AnchorFree: Locking Down Privacy on the Web
One person that may be thankful to Edward Snowden for uncovering the NSA’s massive spying program this past summer is David Gorodyansky.
With Americans increasingly concerned over their privacy on computers, tablets and phones, the co-founder of AnchorFree has seen his business boom over the past year.
AnchorFree promises to protect user anonymity on the web via its application Hotspot Shield. The app for android and iOs encrypts everything consumers do on the web so that third parties can’t spy on them.
“It puts consumers in control of their privacy online,” Gorodyansky says. “There is more that can be learned about us as individuals by tracking what we do on the web than can be learned by walking into our house. We lock the door to our house, but often forget to lock the door to our digital lives. That is what Hotspot Shield is all about—it’s a lock for everything you do on the Internet.”
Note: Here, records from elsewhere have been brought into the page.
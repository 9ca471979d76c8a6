//! Discrete-time CPU scheduling simulator.
//!
//! Simulates First-Come-First-Served, preemptive Shortest-Remaining-Time
//! and Round-Robin over a static set of processes, producing a Gantt
//! chart and timing metrics for each discipline.
//!
//! # Modules
//!
//! - **`models`**: Domain types — `Process`, `ProcessSet`, `GanttChart`, `GanttEntry`
//! - **`scheduler`**: Disciplines (`Fcfs`, `Srt`, `RoundRobin`), the `Algorithm`
//!   selector, and `ScheduleKpi`
//! - **`simulation`**: Snapshot-run-merge driver (`Simulator`)
//! - **`loader`**: `Workload` from the text or JSON format
//! - **`validation`**: Input integrity checks (arrival, burst, quantum)
//! - **`report`**: Text and JSON rendering of results
//! - **`workload`**: Seeded random workload generation
//!
//! # Architecture
//!
//! The simulation is single-threaded and deterministic. Each discipline
//! runs on its own freshly reset copy of the process set, so runs are
//! independent and repeatable.
//!
//! # References
//!
//! - Silberschatz et al. (2018), "Operating System Concepts", Ch. 5
//! - Tanenbaum & Bos (2014), "Modern Operating Systems", Ch. 2.4

pub mod loader;
pub mod models;
pub mod report;
pub mod scheduler;
pub mod simulation;
pub mod validation;
pub mod workload;
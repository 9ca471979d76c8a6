//! First-Come-First-Served.
//!
//! # Algorithm
//!
//! 1. Stable-sort processes by arrival time (equal arrivals keep id order).
//! 2. For each process, wait for its arrival if the CPU is ahead of it.
//! 3. Run it to completion in one slice.
//!
//! # Complexity
//! O(n log n) for the sort.

use super::{ScheduleRun, SchedulingAlgorithm};
use crate::models::{GanttChart, Process};

/// Non-preemptive FCFS.
#[derive(Debug, Clone, Copy, Default)]
pub struct Fcfs;

impl SchedulingAlgorithm for Fcfs {
    fn name(&self) -> &'static str {
        "FCFS"
    }

    fn run(&self, mut processes: Vec<Process>) -> ScheduleRun {
        let mut gantt = GanttChart::new();

        let mut order: Vec<usize> = (0..processes.len()).collect();
        order.sort_by_key(|&i| processes[i].arrival_time);

        let mut current_time = 0;
        for idx in order {
            let p = &mut processes[idx];
            // Idle gaps leave no Gantt entry
            current_time = current_time.max(p.arrival_time);
            let start = current_time;
            let burst = p.remaining_time;
            current_time += p.execute(start, burst);
            gantt.record(start, current_time, p.id);
        }

        ScheduleRun { gantt, processes }
    }

    fn description(&self) -> &'static str {
        "First-Come First-Served (FCFS)"
    }
}
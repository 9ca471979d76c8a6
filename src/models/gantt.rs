//! Gantt chart (execution trace) model.
//!
//! A Gantt chart is the ordered, append-only log of which process held
//! the CPU during which interval. Idle intervals are never recorded; they
//! are the gaps between entries.

use serde::{Deserialize, Serialize};

/// One execution slice: `process_id` ran during `[start_time, end_time)`.
#[derive(Debug, Clone, Copy, PartialEq, Eq, Serialize, Deserialize)]
pub struct GanttEntry {
    /// Slice start (inclusive).
    pub start_time: i64,
    /// Slice end (exclusive).
    pub end_time: i64,
    /// Process that ran.
    pub process_id: usize,
}

impl GanttEntry {
    /// Creates a new entry.
    pub fn new(start_time: i64, end_time: i64, process_id: usize) -> Self {
        Self {
            start_time,
            end_time,
            process_id,
        }
    }

    /// Slice length.
    #[inline]
    pub fn duration(&self) -> i64 {
        self.end_time - self.start_time
    }
}

/// Ordered execution log produced by one algorithm run.
#[derive(Debug, Clone, Default, PartialEq, Eq, Serialize, Deserialize)]
pub struct GanttChart {
    entries: Vec<GanttEntry>,
}

impl GanttChart {
    /// Creates an empty chart.
    pub fn new() -> Self {
        Self::default()
    }

    /// Appends a slice. Slices must be recorded in time order.
    pub fn record(&mut self, start_time: i64, end_time: i64, process_id: usize) {
        debug_assert!(start_time < end_time, "empty Gantt slice");
        debug_assert!(
            self.entries.last().map_or(true, |e| e.end_time <= start_time),
            "Gantt slices must not overlap"
        );
        self.entries.push(GanttEntry::new(start_time, end_time, process_id));
    }

    /// All entries in time order.
    pub fn entries(&self) -> &[GanttEntry] {
        &self.entries
    }

    /// Iterates entries in time order.
    pub fn iter(&self) -> std::slice::Iter<'_, GanttEntry> {
        self.entries.iter()
    }

    /// Number of entries.
    pub fn len(&self) -> usize {
        self.entries.len()
    }

    /// Whether nothing was recorded.
    pub fn is_empty(&self) -> bool {
        self.entries.is_empty()
    }

    /// Makespan: end of the last slice (0 when empty).
    pub fn makespan(&self) -> i64 {
        self.entries.last().map(|e| e.end_time).unwrap_or(0)
    }

    /// Total time the CPU was busy.
    pub fn busy_time(&self) -> i64 {
        self.entries.iter().map(|e| e.duration()).sum()
    }

    /// Idle intervals `[start, end)` between t=0 and the makespan.
    pub fn idle_gaps(&self) -> Vec<(i64, i64)> {
        let mut gaps = Vec::new();
        let mut cursor = 0;
        for e in &self.entries {
            if e.start_time > cursor {
                gaps.push((cursor, e.start_time));
            }
            cursor = e.end_time;
        }
        gaps
    }

    /// Total idle time before the makespan.
    pub fn idle_time(&self) -> i64 {
        self.idle_gaps().iter().map(|(s, e)| e - s).sum()
    }

    /// Returns all entries for a given process.
    pub fn entries_for_process(&self, process_id: usize) -> Vec<&GanttEntry> {
        self.entries
            .iter()
            .filter(|e| e.process_id == process_id)
            .collect()
    }

    /// Completion time of a process (end of its last slice).
    pub fn completion_time(&self, process_id: usize) -> Option<i64> {
        self.entries
            .iter()
            .rev()
            .find(|e| e.process_id == process_id)
            .map(|e| e.end_time)
    }

    /// Process running at time `t`, if any.
    pub fn running_at(&self, t: i64) -> Option<usize> {
        self.entries
            .iter()
            .find(|e| e.start_time <= t && t < e.end_time)
            .map(|e| e.process_id)
    }

    /// Merges contiguous slices of the same process into one entry.
    ///
    /// Used for display; the per-tick SRT trace collapses into ranges.
    pub fn coalesced(&self) -> GanttChart {
        let mut merged: Vec<GanttEntry> = Vec::with_capacity(self.entries.len());
        for e in &self.entries {
            match merged.last_mut() {
                Some(last) if last.process_id == e.process_id && last.end_time == e.start_time => {
                    last.end_time = e.end_time;
                }
                _ => merged.push(*e),
            }
        }
        GanttChart { entries: merged }
    }
}

impl<'a> IntoIterator for &'a GanttChart {
    type Item = &'a GanttEntry;
    type IntoIter = std::slice::Iter<'a, GanttEntry>;

    fn into_iter(self) -> Self::IntoIter {
        self.iter()
    }
}
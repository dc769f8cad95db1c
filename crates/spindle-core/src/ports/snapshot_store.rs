//! SnapshotStore port - opaque storage for task snapshots.
//!
//! The scheduler only needs "save this task set" and "give me the last one".
//! Format and medium belong to the implementation.

use std::path::{Path, PathBuf};

use async_trait::async_trait;
use serde::{Deserialize, Serialize};
use tokio::sync::Mutex;

use crate::domain::Task;
use crate::error::SnapshotError;

#[async_trait]
pub trait SnapshotStore: Send + Sync {
    async fn save_snapshot(&self, tasks: &[Task]) -> Result<(), SnapshotError>;

    /// Returns an empty set when nothing has been saved yet.
    async fn load_snapshot(&self) -> Result<Vec<Task>, SnapshotError>;
}

/// On-disk layout of `JsonFileSnapshotStore`.
#[derive(Debug, Serialize, Deserialize)]
struct SnapshotFile {
    version: u32,
    tasks: Vec<Task>,
}

const SNAPSHOT_VERSION: u32 = 1;

/// Pretty-printed JSON file. Writes go to a sibling temp file first and are
/// renamed into place, so a crash mid-write leaves the previous snapshot.
#[derive(Debug, Clone)]
pub struct JsonFileSnapshotStore {
    path: PathBuf,
}

impl JsonFileSnapshotStore {
    pub fn new(path: impl Into<PathBuf>) -> Self {
        Self { path: path.into() }
    }

    pub fn path(&self) -> &Path {
        &self.path
    }

    fn temp_path(&self) -> PathBuf {
        let mut name = self
            .path
            .file_name()
            .map(|n| n.to_os_string())
            .unwrap_or_default();
        name.push(".tmp");
        self.path.with_file_name(name)
    }
}

#[async_trait]
impl SnapshotStore for JsonFileSnapshotStore {
    async fn save_snapshot(&self, tasks: &[Task]) -> Result<(), SnapshotError> {
        let file = SnapshotFile {
            version: SNAPSHOT_VERSION,
            tasks: tasks.to_vec(),
        };
        let bytes = serde_json::to_vec_pretty(&file)?;

        if let Some(parent) = self.path.parent()
            && !parent.as_os_str().is_empty()
        {
            tokio::fs::create_dir_all(parent).await?;
        }
        let tmp = self.temp_path();
        tokio::fs::write(&tmp, bytes).await?;
        tokio::fs::rename(&tmp, &self.path).await?;
        Ok(())
    }

    async fn load_snapshot(&self) -> Result<Vec<Task>, SnapshotError> {
        let bytes = match tokio::fs::read(&self.path).await {
            Ok(bytes) => bytes,
            Err(e) if e.kind() == std::io::ErrorKind::NotFound => return Ok(Vec::new()),
            Err(e) => return Err(e.into()),
        };
        let file: SnapshotFile = serde_json::from_slice(&bytes)?;
        Ok(file.tasks)
    }
}

/// Keeps the last snapshot in memory. Useful in tests and for embedding
/// without a disk.
#[derive(Debug, Default)]
pub struct MemorySnapshotStore {
    tasks: Mutex<Vec<Task>>,
}

impl MemorySnapshotStore {
    pub fn new() -> Self {
        Self::default()
    }
}

#[async_trait]
impl SnapshotStore for MemorySnapshotStore {
    async fn save_snapshot(&self, tasks: &[Task]) -> Result<(), SnapshotError> {
        *self.tasks.lock().await = tasks.to_vec();
        Ok(())
    }

    async fn load_snapshot(&self) -> Result<Vec<Task>, SnapshotError> {
        Ok(self.tasks.lock().await.clone())
    }
}
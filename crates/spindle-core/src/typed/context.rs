//! Per-execution context handed to handlers.

use std::time::Duration;

use tokio::sync::mpsc;

use crate::domain::{Envelope, TaskId, TaskKind, WorkerId, WorkerMessage};

/// What a handler knows about the execution it is part of.
///
/// Cheap to clone. Progress reports travel to the pool as
/// `WorkerMessage::Progress`; a context built with `detached` drops them.
#[derive(Debug, Clone)]
pub struct TaskContext {
    task_id: TaskId,
    kind: TaskKind,
    attempt: u32,
    task_timeout: Option<Duration>,
    link: Option<(WorkerId, mpsc::UnboundedSender<Envelope>)>,
}

impl TaskContext {
    pub(crate) fn new(
        task_id: TaskId,
        kind: TaskKind,
        attempt: u32,
        task_timeout: Duration,
        worker_id: WorkerId,
        outbox: mpsc::UnboundedSender<Envelope>,
    ) -> Self {
        Self {
            task_id,
            kind,
            attempt,
            task_timeout: Some(task_timeout),
            link: Some((worker_id, outbox)),
        }
    }

    /// Context outside any pool, for calling handlers directly in tests.
    pub fn detached(task_id: TaskId, kind: impl Into<TaskKind>) -> Self {
        Self {
            task_id,
            kind: kind.into(),
            attempt: 1,
            task_timeout: None,
            link: None,
        }
    }

    pub fn task_id(&self) -> TaskId {
        self.task_id
    }

    pub fn kind(&self) -> &TaskKind {
        &self.kind
    }

    /// 1 on the first execution, 2 on the first retry, and so on.
    pub fn attempt(&self) -> u32 {
        self.attempt
    }

    pub fn worker_id(&self) -> Option<WorkerId> {
        self.link.as_ref().map(|(id, _)| *id)
    }

    /// How long the pool waits before timing this execution out.
    pub fn task_timeout(&self) -> Option<Duration> {
        self.task_timeout
    }

    /// Report progress (clamped to 100). Returns `false` if nobody is
    /// listening any more.
    pub fn report_progress(&self, percent: u8) -> bool {
        let Some((worker_id, outbox)) = &self.link else {
            return false;
        };
        outbox
            .send(Envelope {
                from: *worker_id,
                message: WorkerMessage::Progress {
                    task_id: self.task_id,
                    percent: percent.min(100),
                },
            })
            .is_ok()
    }
}

#[cfg(test)]
mod tests {
    use super::*;

    #[test]
    fn detached_context_swallows_progress() {
        let ctx = TaskContext::detached(TaskId::generate(), "echo");
        assert!(!ctx.report_progress(50));
        assert_eq!(ctx.attempt(), 1);
        assert!(ctx.worker_id().is_none());
    }

    #[test]
    fn progress_is_sent_as_worker_message() {
        let (tx, mut rx) = mpsc::unbounded_channel();
        let task_id = TaskId::generate();
        let worker_id = WorkerId::generate();
        let ctx = TaskContext::new(
            task_id,
            TaskKind::new("echo"),
            2,
            Duration::from_secs(1),
            worker_id,
            tx,
        );

        assert!(ctx.report_progress(250));
        let envelope = rx.try_recv().unwrap();
        assert_eq!(envelope.from, worker_id);
        assert_eq!(
            envelope.message,
            WorkerMessage::Progress {
                task_id,
                percent: 100
            }
        );
    }
}
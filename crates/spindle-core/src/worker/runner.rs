//! The loop running inside a worker thread.

use std::any::Any;
use std::sync::Arc;

use tokio::sync::{mpsc, watch};
use tokio::task::{JoinError, JoinHandle};
use tracing::{debug, warn};

use crate::domain::{Envelope, PoolMessage, TaskId, TaskKind, WorkerId, WorkerInit, WorkerMessage};
use crate::typed::{HandlerError, HandlerRegistry, TaskContext};

type Outcome = Result<serde_json::Value, HandlerError>;

struct InFlight {
    task_id: TaskId,
    handle: JoinHandle<Outcome>,
}

struct Worker {
    id: WorkerId,
    registry: Arc<HandlerRegistry>,
    outbox: mpsc::UnboundedSender<Envelope>,
    init: Option<WorkerInit>,
    in_flight: Option<InFlight>,
}

impl Worker {
    /// `false` once the pool has dropped its receiver.
    fn reply(&self, message: WorkerMessage) -> bool {
        self.outbox
            .send(Envelope {
                from: self.id,
                message,
            })
            .is_ok()
    }

    fn fault(&self, error: impl Into<String>) -> bool {
        self.reply(WorkerMessage::WorkerError {
            error: error.into(),
        })
    }

    fn handle_message(&mut self, message: PoolMessage) -> bool {
        match message {
            PoolMessage::Initialize { worker_id, config } => {
                if worker_id != self.id {
                    warn!(worker_id = %self.id, addressed_to = %worker_id, "initialize addressed to another worker");
                }
                self.init = Some(config);
                self.reply(WorkerMessage::Ready)
            }
            PoolMessage::Execute {
                task_id,
                kind,
                payload,
                attempt,
            } => self.execute(task_id, kind, payload, attempt),
        }
    }

    fn execute(
        &mut self,
        task_id: TaskId,
        kind: TaskKind,
        payload: serde_json::Value,
        attempt: u32,
    ) -> bool {
        let Some(init) = &self.init else {
            return self.fault(format!("execute for {task_id} before initialize"));
        };
        if let Some(current) = &self.in_flight {
            return self.fault(format!(
                "execute for {task_id} while {} is in flight",
                current.task_id
            ));
        }
        let Some(handler) = self.registry.get(&kind) else {
            return self.reply(WorkerMessage::Failed {
                task_id,
                error: format!("no handler registered for kind '{kind}'"),
            });
        };

        debug!(worker_id = %self.id, task_id = %task_id, kind = %kind, attempt, "executing");
        let ctx = TaskContext::new(
            task_id,
            kind,
            attempt,
            init.task_timeout,
            self.id,
            self.outbox.clone(),
        );
        let handle = tokio::spawn(async move { handler.handle(payload, ctx).await });
        self.in_flight = Some(InFlight { task_id, handle });
        true
    }

    /// Returns `false` when the worker must exit.
    fn finish(&mut self, task_id: TaskId, joined: Result<Outcome, JoinError>) -> bool {
        self.in_flight = None;
        match joined {
            Ok(Ok(result)) => self.reply(WorkerMessage::Completed { task_id, result }),
            Ok(Err(e)) => self.reply(WorkerMessage::Failed {
                task_id,
                error: e.to_string(),
            }),
            Err(e) if e.is_panic() => {
                let reason = panic_message(e.into_panic());
                warn!(worker_id = %self.id, task_id = %task_id, reason = %reason, "handler panicked");
                self.fault(format!("handler panicked: {reason}"));
                false
            }
            // aborted from our side during shutdown
            Err(_) => true,
        }
    }
}

async fn join_in_flight(in_flight: &mut Option<InFlight>) -> (TaskId, Result<Outcome, JoinError>) {
    match in_flight {
        Some(f) => (f.task_id, (&mut f.handle).await),
        None => std::future::pending().await,
    }
}

fn panic_message(payload: Box<dyn Any + Send>) -> String {
    if let Some(s) = payload.downcast_ref::<&str>() {
        (*s).to_string()
    } else if let Some(s) = payload.downcast_ref::<String>() {
        s.clone()
    } else {
        "unknown panic".to_string()
    }
}

pub(super) async fn run(
    id: WorkerId,
    registry: Arc<HandlerRegistry>,
    mut inbox: mpsc::UnboundedReceiver<PoolMessage>,
    outbox: mpsc::UnboundedSender<Envelope>,
    mut shutdown: watch::Receiver<bool>,
) {
    let mut worker = Worker {
        id,
        registry,
        outbox,
        init: None,
        in_flight: None,
    };

    loop {
        let keep_going = tokio::select! {
            changed = shutdown.changed() => {
                changed.is_ok() && !*shutdown.borrow()
            }
            message = inbox.recv() => match message {
                Some(message) => worker.handle_message(message),
                None => false,
            },
            (task_id, joined) = join_in_flight(&mut worker.in_flight) => {
                worker.finish(task_id, joined)
            }
        };
        if !keep_going {
            break;
        }
    }

    if let Some(in_flight) = worker.in_flight.take() {
        in_flight.handle.abort();
    }
    debug!(worker_id = %id, "worker exited");
}
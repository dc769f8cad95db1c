//! The pool's single control loop.
//!
//! One tokio task owns every `WorkerHandle`. It wakes on the poll ticker, on
//! worker messages, on control commands, on store submissions and on the
//! nearest boot/task deadline. Nothing in here blocks; store calls are short
//! critical sections.

use std::collections::BTreeMap;
use std::sync::Arc;
use std::time::Duration;

use tokio::sync::{mpsc, oneshot};
use tokio::time::{self, Instant, Interval, MissedTickBehavior};
use tracing::{debug, error, info, warn};

use super::config::PoolConfig;
use super::emitter::Emitter;
use super::failure;
use super::handle::WorkerHandle;
use super::status::{PoolCounters, WorkerSnapshot};
use crate::domain::{
    Envelope, PoolEvent, PoolMessage, TaskId, WorkerId, WorkerInit, WorkerMessage, WorkerStatus,
};
use crate::ports::{Clock, EventSink, IdGenerator};
use crate::store::TaskStore;
use crate::typed::HandlerRegistry;
use crate::worker::{self, WorkerLink};

/// Upper bound on the pause between spawns after boot failures.
const MAX_SPAWN_BACKOFF: Duration = Duration::from_secs(30);

/// Requests from `WorkerPool` to its driver.
pub(crate) enum Command {
    Configure {
        config: PoolConfig,
        ack: oneshot::Sender<()>,
    },
    Workers(oneshot::Sender<Vec<WorkerSnapshot>>),
    /// Tear down the worker running `task_id`, if it still is.
    Abort {
        task_id: TaskId,
        worker_id: WorkerId,
        ack: oneshot::Sender<()>,
    },
    Stop,
}

/// Everything the driver borrows from the pool.
#[derive(Clone)]
pub(crate) struct PoolShared {
    pub(crate) store: Arc<TaskStore>,
    pub(crate) registry: Arc<HandlerRegistry>,
    pub(crate) emitter: Arc<Emitter>,
    pub(crate) ids: Arc<dyn IdGenerator>,
    pub(crate) clock: Arc<dyn Clock>,
    pub(crate) counters: Arc<PoolCounters>,
}

pub(crate) struct Driver {
    shared: PoolShared,
    config: PoolConfig,
    workers: BTreeMap<WorkerId, WorkerHandle>,
    outbox: mpsc::UnboundedSender<Envelope>,
    inbox: mpsc::UnboundedReceiver<Envelope>,
    commands: mpsc::Receiver<Command>,
    backoff: SpawnBackoff,
}

/// Holds off spawning after workers die before reporting Ready, doubling
/// from the poll interval each time. Reset by the next Ready.
#[derive(Debug, Default)]
struct SpawnBackoff {
    failures: u32,
    not_before: Option<Instant>,
}

impl SpawnBackoff {
    fn blocks(&self, now: Instant) -> bool {
        self.not_before.is_some_and(|t| now < t)
    }

    fn record_failure(&mut self, base: Duration, now: Instant) -> Duration {
        self.failures = self.failures.saturating_add(1);
        let factor = 1u32 << self.failures.saturating_sub(1).min(10);
        let delay = base.saturating_mul(factor).min(MAX_SPAWN_BACKOFF);
        self.not_before = Some(now + delay);
        delay
    }

    fn reset(&mut self) {
        *self = Self::default();
    }
}

fn poll_timer(period: std::time::Duration) -> Interval {
    let mut ticker = time::interval_at(Instant::now() + period, period);
    ticker.set_missed_tick_behavior(MissedTickBehavior::Delay);
    ticker
}
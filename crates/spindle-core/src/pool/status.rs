//! Point-in-time views of the pool.

use std::sync::atomic::{AtomicU64, Ordering};
use std::time::Duration;

use chrono::{DateTime, Utc};
use serde::{Deserialize, Serialize};

use super::config::PoolConfig;
use crate::domain::{TaskId, WorkerId, WorkerStatus};

/// Totals that outlive individual workers.
#[derive(Debug, Default)]
pub(crate) struct PoolCounters {
    processed: AtomicU64,
    failed: AtomicU64,
}

impl PoolCounters {
    pub(crate) fn record_processed(&self) {
        self.processed.fetch_add(1, Ordering::Relaxed);
    }

    pub(crate) fn record_failed(&self) {
        self.failed.fetch_add(1, Ordering::Relaxed);
    }

    pub(crate) fn processed(&self) -> u64 {
        self.processed.load(Ordering::Relaxed)
    }

    pub(crate) fn failed(&self) -> u64 {
        self.failed.load(Ordering::Relaxed)
    }
}

/// One worker as seen by the pool.
#[derive(Debug, Clone, PartialEq, Eq, Serialize, Deserialize)]
pub struct WorkerSnapshot {
    pub id: WorkerId,
    pub status: WorkerStatus,
    pub current_task: Option<TaskId>,
    pub started_at: DateTime<Utc>,
    #[serde(with = "crate::serde_millis")]
    pub uptime: Duration,
    /// Time since the last Ready/Completed/Failed; `None` unless Idle.
    #[serde(with = "crate::serde_millis::option")]
    pub idle_for: Option<Duration>,
    pub completed_count: u64,
    pub failed_count: u64,
}

/// Counts by worker state plus cumulative totals.
#[derive(Debug, Clone, PartialEq, Eq, Serialize, Deserialize)]
pub struct PoolStatus {
    pub running: bool,
    pub total: usize,
    pub starting: usize,
    pub idle: usize,
    pub busy: usize,
    pub stopping: usize,
    pub errored: usize,
    /// Completed executions since the pool was created.
    pub processed_total: u64,
    /// Failed or timed-out executions since the pool was created.
    pub failed_total: u64,
    pub config: PoolConfig,
}

impl PoolStatus {
    pub(crate) fn from_workers(
        running: bool,
        workers: &[WorkerSnapshot],
        counters: &PoolCounters,
        config: PoolConfig,
    ) -> Self {
        let count = |status| workers.iter().filter(|w| w.status == status).count();
        Self {
            running,
            total: workers.len(),
            starting: count(WorkerStatus::Starting),
            idle: count(WorkerStatus::Idle),
            busy: count(WorkerStatus::Busy),
            stopping: count(WorkerStatus::Stopping),
            errored: count(WorkerStatus::Errored),
            processed_total: counters.processed(),
            failed_total: counters.failed(),
            config,
        }
    }

    /// Workers that count toward the pool size.
    pub fn active(&self) -> usize {
        self.starting + self.idle + self.busy
    }
}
And so far 200 million people in 190 countries have decided to “lock” their Internet activity down via AnchorFree. And Gorodyansky says this is just scratching the surface of potential users across the globe.
“Our mission at the highest level is to provide secure connections to the seven billion people across the globe,” he says.
The company was founded in 2005 with the initial idea to make Facebook (NASDAQ: FB) and e-mail connections as secure as online banking sites. Today it has $63 million in funding from Goldman Sachs (NYSE:GS) and 65 employees in its Silicon Valley headquarters, according to the company.
And while it is growing fast with 250,000 new users daily, Gorodyansky says this is sustainable so long as education about online privacy continues to be promoted among the general population. He counts government officials and celebrities among the app’s users, but wants to reach the average consumer to make them aware of what is at risk when using unsecure Wifi connections, for example.
“Education is a big obstacle,” he says. “There are still a lot of people who don’t know what protecting their privacy on the Web is so important. We need to have the average person who is not a government official in D.C. or in the Silicon Valley tech world have the same opportunity to protect their privacy online.”
The company’s fastest growing market is mobile, Gorodyansky says, with Android coming in the top spot.
“Mobile is eating the world,” he says. “It was 2% of our traffic one year ago, and today its one-third of our traffic.”
And next up in 2014 is potentially developing a platform that other apps like Dropbox and Evernote can use to run secure connections on for users.
“We want to make everything you do on the Internet secure and private,” Gorodyansky says.